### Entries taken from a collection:
use gwasqc::expression::Expression;
use gwasqc::meta::{ColumnMeta, ColumnSet, MetaFiltered, MetaId, MetaInfo, MetaNumeric};

#[test]
fn comparisons_use_tolerance() {
    assert!(Expression::Gt(0.05).evaluate(0.06));
    assert!(!Expression::Gt(0.05).evaluate(0.05));
    assert!(!Expression::Gt(0.05).evaluate(0.05 + 1e-12));
    assert!(Expression::Lt(1.0).evaluate(0.5));
    assert!(Expression::Let(1.0).evaluate(1.0));
    assert!(Expression::Let(1.0).evaluate(1.0 + 1e-12));
    assert!(!Expression::Let(1.0).evaluate(1.1));
}

#[test]
fn nan_never_passes_a_comparison() {
    for expression in [
        Expression::Gt(0.0),
        Expression::Lt(0.0),
        Expression::Let(0.0),
        Expression::Get,
    ] {
        assert!(!expression.evaluate(f64::NAN), "{expression}");
    }
}

#[test]
fn open_closed_range() {
    let range = Expression::open_closed(0.0, 1.0);
    assert!(!range.evaluate(0.0));
    assert!(range.evaluate(1e-300));
    assert!(range.evaluate(0.5));
    assert!(range.evaluate(1.0));
    assert!(!range.evaluate(1.5));
    assert_eq!(range.to_string(), "(> 0 and <= 1)");
}

#[test]
fn disjunction() {
    let outside = Expression::Lt(0.1).or(Expression::Gt(0.9));
    assert!(outside.evaluate(0.05));
    assert!(outside.evaluate(0.95));
    assert!(!outside.evaluate(0.5));
}

/// PVALUE, FREQLABEL, IMP_QUALITY, STDERR, EFFECT.
fn columns() -> (ColumnSet, [MetaId; 5]) {
    let mut set = ColumnSet::new();
    let ids = ["PVALUE", "FREQLABEL", "IMP_QUALITY", "STDERR", "EFFECT"].map(|name| {
        let meta = MetaNumeric::new(MetaInfo::new(name, name), 8).expect("numeric meta");
        set.push(Some(ColumnMeta::Numeric(meta)))
    });
    (set, ids)
}

fn high_quality_p(ids: [MetaId; 5]) -> MetaFiltered {
    let [p, maf, imp, se, _] = ids;
    let mut filtered =
        MetaFiltered::new(MetaInfo::new("PVALUE_HQ_1", "PVALUE_HQ_1"), p, 8).expect("filtered");
    filtered.add_dependency(maf, Expression::Gt(0.05));
    filtered.add_dependency(imp, Expression::Gt(0.6));
    filtered.add_dependency(se, Expression::Gt(0.0));
    filtered
}

#[test]
fn missing_dependency_value_never_reuses_previous_row() {
    let (mut columns, ids) = columns();
    let mut filtered = high_quality_p(ids);

    let rows = [
        ["0.01", "0.2", "0.9", "0.1", "1"],
        ["0.02", "NA", "0.9", "0.1", "1"],
        ["0.03", "0.01", "0.9", "0.1", "1"],
        ["0.04", "0.2", "0.5", "0.1", "1"],
        ["0.05", "0.2", "0.9", "0", "1"],
        ["NA", "0.2", "0.9", "0.1", "1"],
        ["0.06", "0.3", "0.7", "0.2", "1"],
    ];
    let mut passed = Vec::new();
    for row in rows {
        columns.put_row(row).expect("row");
        filtered.put_row(&columns).expect("filtered row");
        if !filtered.is_na() {
            passed.push(filtered.value());
        }
    }
    assert_eq!(passed, vec![0.01, 0.06]);

    columns.finalize();
    filtered.finalize(&columns);
    let meta = filtered.numeric();
    let summary = meta.summary().expect("summary");
    assert_eq!(summary.n, 2);
    assert!((summary.mean - 0.035).abs() < 1e-12);
    assert_eq!(meta.na_count(), 1);
}

#[test]
fn presence_requires_a_value_only() {
    let (mut columns, ids) = columns();
    let [p, _, _, _, effect] = ids;
    let mut filtered =
        MetaFiltered::new(MetaInfo::new("PVALUE_MAF_1", "PVALUE_MAF_1"), p, 8).expect("filtered");
    filtered.add_presence(effect);

    for row in [
        ["0.1", "0", "0", "0", "-3"],
        ["0.2", "0", "0", "0", "NA"],
        ["0.3", "0", "0", "0", "0"],
    ] {
        columns.put_row(row).expect("row");
        filtered.put_row(&columns).expect("filtered row");
    }
    columns.finalize();
    filtered.finalize(&columns);
    assert_eq!(filtered.numeric().summary().expect("summary").n, 2);
}

#[test]
fn non_numeric_source_makes_filtered_non_numeric() {
    let (mut columns, ids) = columns();
    let mut filtered = high_quality_p(ids);
    for row in [
        ["0.01", "0.2", "0.9", "0.1", "1"],
        ["p<1e-8", "0.2", "0.9", "0.1", "1"],
    ] {
        columns.put_row(row).expect("row");
        filtered.put_row(&columns).expect("filtered row");
    }
    columns.finalize();
    filtered.finalize(&columns);
    assert!(!filtered.is_numeric());
    assert!(filtered.numeric().summary().is_none());
}

#[test]
fn non_numeric_dependency_makes_filtered_non_numeric() {
    let (mut columns, ids) = columns();
    let mut filtered = high_quality_p(ids);
    columns
        .put_row(["0.01", "low", "0.9", "0.1", "1"])
        .expect("row");
    filtered.put_row(&columns).expect("filtered row");
    assert!(!filtered.is_numeric());
}
use gwasqc::error::QcError;
use gwasqc::meta::numeric::{ParsedToken, parse_token};
use gwasqc::meta::{
    Accumulate, ColumnMeta, ColumnSet, HEAP_INCREMENT, MetaCrossTable, MetaFormat, MetaGroup,
    MetaInfo, MetaNumeric, MetaRatio, MetaRef, MetaUniqueness, RowView,
};
use gwasqc::plots::PlotFlags;
use gwasqc::types::CasePolicy;

fn numeric(name: &str) -> MetaNumeric {
    MetaNumeric::new(MetaInfo::new(name, name), 16).expect("numeric meta")
}

fn feed<M: Accumulate>(meta: &mut M, tokens: &[&str]) {
    for token in tokens {
        meta.put(token).expect("put token");
    }
}

/// Type-7 quantile computed directly from the definition.
fn reference_quantile(sorted: &[f64], p: f64) -> f64 {
    let h = (sorted.len() - 1) as f64 * p;
    let lo = h.floor() as usize;
    let hi = h.ceil() as usize;
    sorted[lo] + (h - lo as f64) * (sorted[hi] - sorted[lo])
}

fn check_against_reference(values: &[f64]) {
    let mut meta = numeric("EFFECT");
    for v in values {
        meta.put_value(*v).expect("put value");
    }
    meta.finalize();
    let summary = meta.summary().expect("summary");

    let mut sorted = values.to_vec();
    sorted.sort_by(|a, b| a.partial_cmp(b).expect("finite"));
    let mean = values.iter().sum::<f64>() / values.len() as f64;
    assert!((summary.mean - mean).abs() < 1e-12);
    assert!((summary.median - reference_quantile(&sorted, 0.5)).abs() < 1e-12);
    for (level, value) in summary.quantiles {
        assert!(
            (value - reference_quantile(&sorted, level)).abs() < 1e-12,
            "quantile {level}"
        );
    }
    assert_eq!(summary.n, values.len());
    assert!((summary.min - sorted[0]).abs() < 1e-12);
    assert!((summary.max - sorted[sorted.len() - 1]).abs() < 1e-12);
}

#[test]
fn quantiles_match_reference_for_odd_count() {
    check_against_reference(&[5.0, 1.0, 4.0, 2.0, 3.0, 9.5, -2.0]);
}

#[test]
fn quantiles_match_reference_for_even_count() {
    check_against_reference(&[0.3, 0.1, 0.8, 0.4, 0.2, 0.9]);
}

#[test]
fn quantiles_match_reference_for_single_value() {
    check_against_reference(&[42.0]);
    let mut meta = numeric("EFFECT");
    meta.put_value(42.0).expect("put value");
    meta.finalize();
    let summary = meta.summary().expect("summary");
    assert!(summary.sd.is_nan());
    assert!(summary.skewness.is_nan());
}

#[test]
fn sd_uses_sample_denominator() {
    let mut meta = numeric("EFFECT");
    feed(&mut meta, &["2", "4", "4", "4", "5", "5", "7", "9"]);
    meta.finalize();
    let summary = meta.summary().expect("summary");
    assert!((summary.mean - 5.0).abs() < 1e-12);
    assert!((summary.sd - (32.0f64 / 7.0).sqrt()).abs() < 1e-12);
}

#[test]
fn sample_buffer_grows_past_initial_capacity() {
    let mut meta = MetaNumeric::new(MetaInfo::new("EFFECT", "BETA"), 1).expect("numeric meta");
    assert_eq!(meta.memory_usage(), size_of::<f64>());
    for v in [1.0, 2.0, 3.0] {
        meta.put_value(v).expect("put value");
    }
    assert_eq!(meta.memory_usage(), (1 + HEAP_INCREMENT) * size_of::<f64>());

    meta.finalize();
    let summary = meta.summary().expect("summary");
    assert_eq!(summary.n, 3);
    assert!((summary.mean - 2.0).abs() < 1e-12);
    assert!((summary.sd - 1.0).abs() < 1e-12);
    assert!((summary.median - 2.0).abs() < 1e-12);
}

#[test]
fn oversized_sample_buffer_is_an_allocation_error() {
    let err = MetaNumeric::new(MetaInfo::new("EFFECT", "BETA"), usize::MAX).expect_err("allocation");
    match err {
        QcError::Allocation { what, bytes } => {
            assert_eq!(what, "BETA");
            assert_eq!(bytes, usize::MAX);
        }
        other => panic!("unexpected error: {other}"),
    }
}

#[test]
fn parse_token_is_strict() {
    assert_eq!(parse_token("  1.5"), ParsedToken::Value(1.5));
    assert_eq!(parse_token("1e-3"), ParsedToken::Value(1e-3));
    assert_eq!(parse_token("NA"), ParsedToken::Missing);
    assert_eq!(parse_token("nan"), ParsedToken::Missing);
    assert_eq!(parse_token(""), ParsedToken::Invalid);
    assert_eq!(parse_token("1.5 "), ParsedToken::Invalid);
    assert_eq!(parse_token("abc"), ParsedToken::Invalid);
}

#[test]
fn strict_adjusted_folds_before_range_check() {
    let info = MetaInfo::new("FREQLABEL", "FREQ");
    let mut meta =
        MetaNumeric::implausible_strict_adjusted(info, 0.0, 1.0, 0.5, 16).expect("meta");
    meta.put("0.6").expect("put");
    assert!((meta.value() - 0.4).abs() < 1e-12);
    meta.put("0.3").expect("put");
    assert_eq!(meta.n_greater(), 0);
    assert_eq!(meta.n_less(), 0);
    meta.finalize();
    let summary = meta.summary().expect("summary");
    assert_eq!(summary.n, 2);
    assert!((summary.max - 0.4).abs() < 1e-12);
    assert!((summary.min - 0.3).abs() < 1e-12);
}

#[test]
fn implausible_values_are_counted_and_excluded() {
    let info = MetaInfo::new("STDERR", "SE");
    let mut meta = MetaNumeric::implausible(info, 0.0, 10.0, 16).expect("meta");
    feed(&mut meta, &["-1", "0.5", "11", "12", "NA", "2"]);
    assert_eq!(meta.n_less(), 1);
    assert_eq!(meta.n_greater(), 2);
    assert_eq!(meta.na_count(), 1);
    meta.finalize();
    let summary = meta.summary().expect("summary");
    assert_eq!(summary.n, 2);
    assert!((summary.mean - 1.25).abs() < 1e-12);
    // Non-strict metas still plot the rejected values.
    let histogram = meta.histogram().expect("histogram");
    assert_eq!(histogram.total, 5);
}

#[test]
fn strict_metas_drop_rejected_values_from_plots() {
    let info = MetaInfo::new("PVALUE", "P");
    let mut meta = MetaNumeric::implausible_strict(info, 0.0, 1.0, 16).expect("meta");
    feed(&mut meta, &["0.5", "1.5", "0.25"]);
    meta.finalize();
    assert_eq!(meta.n_greater(), 1);
    assert_eq!(meta.histogram().expect("histogram").total, 2);
}

#[test]
fn invalid_token_degrades_permanently() {
    let mut meta = numeric("EFFECT");
    feed(&mut meta, &["0.1", "0.2", "abc", "0.3"]);
    assert!(!meta.is_numeric());
    assert!(meta.is_na());
    meta.finalize();
    assert!(!meta.is_numeric());
    assert!(meta.summary().is_none());
    assert_eq!(meta.memory_usage(), 0);
}

#[test]
fn all_missing_column_is_not_numeric() {
    let mut meta = numeric("EFFECT");
    feed(&mut meta, &["NA", "NA"]);
    meta.finalize();
    assert!(!meta.is_numeric());
    assert_eq!(meta.na_count(), 2);
}

#[test]
fn custom_missing_marker() {
    let info = MetaInfo::new("EFFECT", "BETA").with_na_marker(".");
    let mut meta = MetaNumeric::new(info, 4).expect("meta");
    feed(&mut meta, &[".", "1", "NA"]);
    assert_eq!(meta.na_count(), 2);
    assert_eq!(meta.n(), 1);
}

#[test]
fn qq_summary_reports_lambda() {
    let mut meta = numeric("PVALUE");
    meta.set_plots(PlotFlags {
        histogram: false,
        boxplot: false,
        qqplot: true,
    });
    for i in 1..=99 {
        meta.put_value(i as f64 / 100.0).expect("put value");
    }
    meta.finalize();
    let lambda = meta.lambda().expect("lambda");
    assert!((lambda - 1.0).abs() < 1e-6);
    let qq = meta.qqplot().expect("qq plot");
    assert_eq!(qq.points, 99);
    assert!(!qq.expected.is_empty());
    assert!(meta.histogram().is_none());
}

#[test]
fn uniqueness_reports_each_duplicate_once() {
    let mut meta = MetaUniqueness::new(MetaInfo::new("MARKER", "SNP"), 4).expect("meta");
    feed(&mut meta, &["rs1", "rs2", "rs1", "rs3", "rs2", "rs2"]);
    meta.finalize();
    assert_eq!(meta.duplicates(), ["rs1".to_string(), "rs2".to_string()]);
    assert_eq!(meta.n(), 6);
}

#[test]
fn uniqueness_ignores_case() {
    let mut meta = MetaUniqueness::new(MetaInfo::new("MARKER", "SNP"), 1).expect("meta");
    feed(&mut meta, &["RS7", "rs7", "NA", "rs8"]);
    meta.finalize();
    assert_eq!(meta.duplicates().len(), 1);
    assert_eq!(meta.na_count(), 1);
}

#[test]
fn groups_follow_case_policy() {
    let mut insensitive = MetaGroup::new(MetaInfo::new("ALLELE1", "A1"), CasePolicy::Insensitive);
    feed(&mut insensitive, &["a", "A", "c", "NA", "G"]);
    insensitive.finalize();
    assert_eq!(insensitive.count("A"), Some(2));
    assert_eq!(insensitive.n(), 4);
    assert_eq!(insensitive.na_count(), 1);

    let mut sensitive = MetaGroup::new(MetaInfo::new("STRAND", "STRAND"), CasePolicy::Sensitive);
    feed(&mut sensitive, &["a", "A"]);
    sensitive.finalize();
    assert_eq!(sensitive.count("a"), Some(1));
    assert_eq!(sensitive.count("A"), Some(1));
}

#[test]
fn chromosome_groups_sort_numerically_first() {
    let mut meta = MetaGroup::new(MetaInfo::new("CHR", "CHR"), CasePolicy::Insensitive);
    feed(&mut meta, &["10", "X", "2", "1", "2"]);
    meta.finalize();
    let keys: Vec<&str> = meta.groups().iter().map(|(k, _)| k.as_str()).collect();
    assert_eq!(keys.len(), 4);
    assert_eq!(&keys[..3], ["1", "2", "10"]);
}

#[test]
fn format_meta_checks_numbers_only() {
    let mut meta = MetaFormat::new(MetaInfo::new("POSITION", "POS"));
    feed(&mut meta, &["100", "NA", "200"]);
    meta.finalize();
    assert!(meta.is_numeric());
    assert_eq!(meta.n(), 2);

    let mut empty = MetaFormat::new(MetaInfo::new("POSITION", "POS"));
    feed(&mut empty, &["NA"]);
    empty.finalize();
    assert!(!empty.is_numeric());

    let mut broken = MetaFormat::new(MetaInfo::new("POSITION", "POS"));
    feed(&mut broken, &["100", "1e"]);
    broken.finalize();
    assert!(!broken.is_numeric());
}

fn two_numeric_columns(a: &str, b: &str) -> ColumnSet {
    let mut columns = ColumnSet::new();
    columns.push(Some(ColumnMeta::Numeric(numeric(a))));
    columns.push(Some(ColumnMeta::Numeric(numeric(b))));
    columns
}

#[test]
fn ratio_slices_follow_decreasing_p() {
    let mut columns = two_numeric_columns("EFFECT", "STDERR");
    let effect = columns.id_of("EFFECT").expect("effect");
    let se = columns.id_of("STDERR").expect("se");
    let info = MetaInfo::new("EFFECT_SE_RATIO", "EFFECT_SE_RATIO");
    let mut ratio =
        MetaRatio::new(info, MetaRef::Column(effect), MetaRef::Column(se), 2).expect("ratio");

    for row in [["1", "1"], ["2", "1"], ["-1", "1"], ["0.5", "1"], ["3", "NA"]] {
        columns.put_row(row).expect("row");
        let view = RowView {
            columns: &columns,
            filtered: &[],
        };
        ratio.put_row(&view).expect("ratio row");
    }
    columns.finalize();
    let view = RowView {
        columns: &columns,
        filtered: &[],
    };
    ratio.finalize(&view);

    assert!(ratio.is_numeric());
    assert_eq!(ratio.n(), 4);
    let slices = ratio.slices();
    assert_eq!(slices.len(), 5);
    // Top half by p holds the two smallest |effect| values: 0.5 and 1.
    assert_eq!(slices[0].n, 2);
    assert!(slices[0].skewness.abs() < 1e-12);
    assert!((slices[0].kurtosis + 2.75).abs() < 1e-12);
    assert_eq!(slices[4].n, 4);
}

#[test]
fn ratio_over_non_numeric_source_is_not_numeric() {
    let mut columns = two_numeric_columns("EFFECT", "STDERR");
    let effect = columns.id_of("EFFECT").expect("effect");
    let se = columns.id_of("STDERR").expect("se");
    let info = MetaInfo::new("EFFECT_SE_RATIO", "EFFECT_SE_RATIO");
    let mut ratio =
        MetaRatio::new(info, MetaRef::Column(effect), MetaRef::Column(se), 2).expect("ratio");
    for row in [["1", "0.5"], ["2", "oops"]] {
        columns.put_row(row).expect("row");
        ratio
            .put_row(&RowView {
                columns: &columns,
                filtered: &[],
            })
            .expect("ratio row");
    }
    columns.finalize();
    ratio.finalize(&RowView {
        columns: &columns,
        filtered: &[],
    });
    assert!(!ratio.is_numeric());
    assert!(ratio.slices().is_empty());
}

#[test]
fn cross_table_counts_cells_and_missing_values() {
    let mut columns = two_numeric_columns("IMPUTED", "USED_FOR_IMP");
    let x = columns.id_of("IMPUTED").expect("imputed");
    let y = columns.id_of("USED_FOR_IMP").expect("used");
    let info = MetaInfo::new("IMPUTED_USED_FOR_IMP", "IMPUTED_USED_FOR_IMP");
    let mut table = MetaCrossTable::new(info, "table", MetaRef::Column(x), MetaRef::Column(y));

    let rows = [
        ["1", "0"],
        ["0", "1"],
        ["1", "0"],
        ["NA", "1"],
        ["1", "NA"],
        ["NA", "NA"],
    ];
    for row in rows {
        columns.put_row(row).expect("row");
        table.put_row(&RowView {
            columns: &columns,
            filtered: &[],
        });
    }
    columns.finalize();
    table.finalize(&RowView {
        columns: &columns,
        filtered: &[],
    });

    assert!(table.is_numeric());
    assert_eq!(table.count(1.0, 0.0), 2);
    assert_eq!(table.count(0.0, 1.0), 1);
    assert_eq!(table.count(0.0, 0.0), 0);
    assert_eq!(table.x_total(1.0), 2);
    assert_eq!(table.y_total(1.0), 1);
    assert_eq!(table.total(), 3);
    assert_eq!(table.x_na_by_y().collect::<Vec<_>>(), vec![(1.0, 1)]);
    assert_eq!(table.y_na_by_x().collect::<Vec<_>>(), vec![(1.0, 1)]);
    assert_eq!(table.both_na(), 1);
}
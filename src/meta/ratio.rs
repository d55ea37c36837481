use std::mem::size_of;

use crate::error::{QcError, Result};
use crate::meta::{MetaInfo, MetaRef, RowView};
use crate::stats;
use crate::types::RATIO_SLICES;

#[derive(Debug, Clone, Copy, PartialEq)]
pub struct RatioSlice {
    pub fraction: f64,
    pub n: usize,
    pub skewness: f64,
    pub kurtosis: f64,
}

// Rows are ordered by decreasing chi-square p of (a / b)^2 at finalize.
#[derive(Debug)]
pub struct MetaRatio {
    info: MetaInfo,
    numerator: MetaRef,
    denominator: MetaRef,
    rows: Vec<(f64, f64)>,
    numeric: bool,
    n: usize,
    slices: Vec<RatioSlice>,
    finalized: bool,
}

impl MetaRatio {
    pub fn new(info: MetaInfo, numerator: MetaRef, denominator: MetaRef, capacity: usize) -> Result<Self> {
        let mut rows = Vec::new();
        rows.try_reserve_exact(capacity)
            .map_err(|_| QcError::allocation(&info.common_name, capacity, size_of::<(f64, f64)>()))?;
        Ok(Self {
            info,
            numerator,
            denominator,
            rows,
            numeric: true,
            n: 0,
            slices: Vec::new(),
            finalized: false,
        })
    }

    pub fn info(&self) -> &MetaInfo {
        &self.info
    }

    pub fn numerator(&self) -> MetaRef {
        self.numerator
    }

    pub fn denominator(&self) -> MetaRef {
        self.denominator
    }

    pub fn is_numeric(&self) -> bool {
        self.numeric
    }

    pub fn n(&self) -> usize {
        self.n
    }

    pub fn slices(&self) -> &[RatioSlice] {
        &self.slices
    }

    pub fn memory_usage(&self) -> usize {
        self.rows.capacity() * size_of::<(f64, f64)>()
    }

    pub fn put_row(&mut self, row: &RowView<'_>) -> Result<()> {
        if !self.numeric {
            return Ok(());
        }
        let (Some(a), Some(b)) = (row.get(self.numerator), row.get(self.denominator)) else {
            return Ok(());
        };
        if !a.is_numeric() || !b.is_numeric() || a.is_na() || b.is_na() {
            return Ok(());
        }
        let ratio = a.value() / b.value();
        if ratio.is_nan() {
            return Ok(());
        }
        let p = stats::chi_square_upper_tail(ratio * ratio);

        if self.rows.len() == self.rows.capacity() {
            let requested = self.rows.capacity() + super::HEAP_INCREMENT;
            self.rows
                .try_reserve_exact(super::HEAP_INCREMENT)
                .map_err(|_| QcError::allocation(&self.info.common_name, requested, size_of::<(f64, f64)>()))?;
        }
        self.rows.push((p, a.value()));
        self.n += 1;
        Ok(())
    }

    /// Sort by decreasing p and compute the slice moments. Sources that ended
    /// non-numeric, or no stored row, leave the ratio non-numeric.
    pub fn finalize(&mut self, row: &RowView<'_>) {
        if self.finalized {
            return;
        }
        self.finalized = true;
        let sources_numeric = [self.numerator, self.denominator]
            .into_iter()
            .all(|meta| row.get(meta).is_some_and(|m| m.is_numeric()));
        if !sources_numeric || self.n == 0 {
            self.numeric = false;
            self.rows = Vec::new();
            return;
        }

        let mut rows = std::mem::take(&mut self.rows);
        rows.sort_by(|x, y| y.0.total_cmp(&x.0));
        let values: Vec<f64> = rows.into_iter().map(|(_, a)| a).collect();

        self.slices = RATIO_SLICES
            .iter()
            .map(|&fraction| {
                let n = (values.len() as f64 * fraction).floor() as usize;
                let moments = stats::moments(&values[..n]);
                RatioSlice {
                    fraction,
                    n,
                    skewness: moments.skewness,
                    kurtosis: moments.kurtosis,
                }
            })
            .collect();
    }
}
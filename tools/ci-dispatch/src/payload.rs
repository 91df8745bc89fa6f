use crate::args::ModeFlags;
use serde::{Deserialize, Serialize};
use std::fmt::{Display, Formatter};

/// The separator between the encoded flags and the test identifier.
pub const PAYLOAD_DELIMITER: char = '#';

/// How a [`Payload`] is written on the remote script's command line.
#[derive(Debug, Clone, Copy, Default, PartialEq, Eq, Serialize, Deserialize)]
pub enum PayloadFormat {
    /// `<u><p><O>#<identifier>`, with one `0`/`1` digit per flag.
    #[default]
    Flagged,
    /// The identifier on its own. The flags are not forwarded.
    Bare,
}

/// The single argument handed to the remote test script for one test case.
#[derive(Debug, Clone, PartialEq, Eq, Serialize)]
pub struct Payload<'a> {
    pub flags: ModeFlags,
    pub identifier: &'a str,
    #[serde(skip)]
    pub format: PayloadFormat,
}

impl<'a> Payload<'a> {
    pub fn new(flags: ModeFlags, identifier: &'a str, format: PayloadFormat) -> Self {
        Self {
            flags,
            identifier,
            format,
        }
    }

    /// The three flag digits in `-u`, `-p`, `-O` order.
    pub fn flag_prefix(&self) -> String {
        [self.flags.upload, self.flags.p, self.flags.optimize]
            .iter()
            .map(|set| if *set { '1' } else { '0' })
            .collect()
    }
}

impl Display for Payload<'_> {
    fn fmt(&self, f: &mut Formatter<'_>) -> std::fmt::Result {
        match self.format {
            PayloadFormat::Flagged => write!(
                f,
                "{}{}{}",
                self.flag_prefix(),
                PAYLOAD_DELIMITER,
                self.identifier
            ),
            PayloadFormat::Bare => f.write_str(self.identifier),
        }
    }
}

### What the exercise asks:
Wherever the word "skewness" appears in the entries above, copy that line.

### Your solution:
    assert!(summary.skewness.is_nan());
    assert!(slices[0].skewness.abs() < 1e-12);
    pub skewness: f64,
                    skewness: moments.skewness,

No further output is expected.